[EXERCISE] Return the lines exactly as they stand, from the first of the material through the line containing "let starting_best = if".

[SOURCE DATA]
*** Begin section ***
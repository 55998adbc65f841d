//! App: terminal init, main loop, simulation ticks, mouse and key handling.

use crate::Args;
use crate::highscores;
use crate::input::{Action, PointerTracker, key_to_action};
use crate::theme::Theme;
use crate::ui::{self, BoardLayout, Flash, View};
use anyhow::{Context, Result};
use crossterm::event::{self, Event, KeyEventKind};
use ratatui::DefaultTerminal;
use std::path::PathBuf;
use std::time::{Duration, Instant};
use swaptui::{PointerInput, SimEvent, Simulation};

/// Longest simulated step per frame, so a stall doesn't skip whole fall steps.
const MAX_TICK_SECS: f32 = 0.1;
/// How long move feedback stays in the sidebar.
const STATUS_MS: u64 = 1500;

pub struct App {
    args: Args,
    theme: Theme,
    sim: Simulation,
    paused: bool,
    pointer: PointerTracker,
    /// Board placement from the last frame; None until the first draw.
    layout: Option<BoardLayout>,
    flashes: Vec<Flash>,
    status: Option<(String, Instant)>,
    best_path: PathBuf,
    saved_best: u32,
    last_frame: Instant,
}

impl App {
    pub fn new(args: Args, theme: Theme) -> Result<Self> {
        let best_path = highscores::best_score_path();
        let stored = highscores::load_best_score(&best_path);
        let starting_best = if args.fresh_best { 0 } else { stored };
        let sim = Simulation::new(args.sim_config())
            .context("invalid board settings")?
            .with_best_score(starting_best);
        Ok(Self {
            args,
            theme,
            sim,
            paused: false,
            pointer: PointerTracker::new(),
            layout: None,
            flashes: Vec::new(),
            status: None,
            best_path,
            saved_best: stored,
            last_frame: Instant::now(),
        })
    }

    fn reset_game(&mut self) -> Result<()> {
        let best = self.sim.best_score();
        self.sim = Simulation::new(self.args.sim_config())?.with_best_score(best);
        self.paused = false;
        self.pointer.reset();
        self.flashes.clear();
        self.status = None;
        Ok(())
    }

    pub fn run(&mut self) -> Result<()> {
        use crossterm::{
            event::{DisableMouseCapture, EnableMouseCapture},
            execute,
            terminal::{EnterAlternateScreen, LeaveAlternateScreen, disable_raw_mode, enable_raw_mode},
        };

        enable_raw_mode()?;
        let mut stdout = std::io::stdout();
        execute!(stdout, EnterAlternateScreen, EnableMouseCapture)?;

        let mut terminal =
            ratatui::DefaultTerminal::new(ratatui::backend::CrosstermBackend::new(stdout))?;

        let result = self.run_loop(&mut terminal);

        // Restore
        execute!(std::io::stdout(), DisableMouseCapture, LeaveAlternateScreen)?;
        disable_raw_mode()?;

        let saved = self.save_best();
        result.and(saved)
    }

    fn run_loop(&mut self, terminal: &mut DefaultTerminal) -> Result<()> {
        let frame_duration = Duration::from_secs_f64(1.0 / self.args.frame_rate.max(1.0));
        self.last_frame = Instant::now();
        loop {
            let now = Instant::now();
            let dt = now.duration_since(self.last_frame);
            self.last_frame = now;

            if !self.paused {
                self.step(dt.as_secs_f32().min(MAX_TICK_SECS))?;
            }
            if self
                .status
                .as_ref()
                .is_some_and(|(_, at)| at.elapsed() >= Duration::from_millis(STATUS_MS))
            {
                self.status = None;
            }

            let delta_ms = if self.paused {
                0
            } else {
                dt.as_millis().min(u128::from(u32::MAX)) as u32
            };
            let mut layout = None;
            terminal.draw(|f| {
                let mut view = View {
                    theme: &self.theme,
                    paused: self.paused,
                    status: self.status.as_ref().map(|(s, _)| s.as_str()),
                    flashes: &mut self.flashes,
                    delta_ms,
                };
                layout = Some(ui::draw(f, &self.sim, &mut view));
            })?;
            self.layout = layout;

            let timeout = frame_duration.saturating_sub(now.elapsed());
            if event::poll(timeout)? {
                while event::poll(Duration::ZERO)? {
                    match event::read()? {
                        Event::Key(key) if key.kind == KeyEventKind::Press => {
                            match key_to_action(key) {
                                Action::Quit => return Ok(()),
                                Action::Pause => {
                                    self.paused = !self.paused;
                                    self.pointer.reset();
                                }
                                Action::Restart => self.reset_game()?,
                                Action::None => {}
                            }
                        }
                        Event::Mouse(mouse) => self.pointer.on_mouse(mouse),
                        Event::Resize(..) | Event::FocusLost => self.pointer.reset(),
                        _ => {}
                    }
                }
            }
        }
    }

    /// One simulation tick with the pointer state gathered since the last frame.
    fn step(&mut self, dt: f32) -> Result<()> {
        let sample = self.pointer.take();
        let position = match (sample.cell, self.layout) {
            (Some((column, row)), Some(layout)) => layout.to_grid(column, row),
            _ => None,
        };
        let input = PointerInput {
            position,
            pressed: sample.pressed,
            held: sample.held,
        };
        for event in self.sim.tick(dt, &input) {
            self.on_sim_event(event)?;
        }
        Ok(())
    }

    fn on_sim_event(&mut self, event: SimEvent) -> Result<()> {
        match event {
            SimEvent::TilesRemoved { tiles, combo_after } => {
                if !self.args.no_animation {
                    self.flashes.push(Flash::new(tiles));
                }
                if combo_after > 1 {
                    self.set_status(format!("Combo x{combo_after}!"));
                }
                if self.sim.best_score() > self.saved_best {
                    self.save_best()?;
                }
            }
            SimEvent::GoodMove => self.set_status("Nice swap!".to_string()),
            SimEvent::BadMove => self.set_status("No match".to_string()),
            SimEvent::FallStep | SimEvent::RowSpawned { .. } => {}
        }
        Ok(())
    }

    fn set_status(&mut self, text: String) {
        self.status = Some((text, Instant::now()));
    }

    fn save_best(&mut self) -> Result<()> {
        let best = self.sim.best_score();
        if best <= self.saved_best {
            return Ok(());
        }
        highscores::save_best_score(&self.best_path, best)?;
        self.saved_best = best;
        Ok(())
    }
}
*** End section ***
[RESPONSE BOX]
repository 55998adbc65f841d
//! App: terminal init, main loop, simulation ticks, mouse and key handling.

use crate::Args;
use crate::highscores;
use crate::input::{Action, PointerTracker, key_to_action};
use crate::theme::Theme;
use crate::ui::{self, BoardLayout, Flash, View};
use anyhow::{Context, Result};
use crossterm::event::{self, Event, KeyEventKind};
use ratatui::DefaultTerminal;
use std::path::PathBuf;
use std::time::{Duration, Instant};
use swaptui::{PointerInput, SimEvent, Simulation};

/// Longest simulated step per frame, so a stall doesn't skip whole fall steps.
const MAX_TICK_SECS: f32 = 0.1;
/// How long move feedback stays in the sidebar.
const STATUS_MS: u64 = 1500;

pub struct App {
    args: Args,
    theme: Theme,
    sim: Simulation,
    paused: bool,
    pointer: PointerTracker,
    /// Board placement from the last frame; None until the first draw.
    layout: Option<BoardLayout>,
    flashes: Vec<Flash>,
    status: Option<(String, Instant)>,
    best_path: PathBuf,
    saved_best: u32,
    last_frame: Instant,
}

impl App {
    pub fn new(args: Args, theme: Theme) -> Result<Self> {
        let best_path = highscores::best_score_path();
        let stored = highscores::load_best_score(&best_path);
        let starting_best = if args.fresh_best { 0 } else { stored };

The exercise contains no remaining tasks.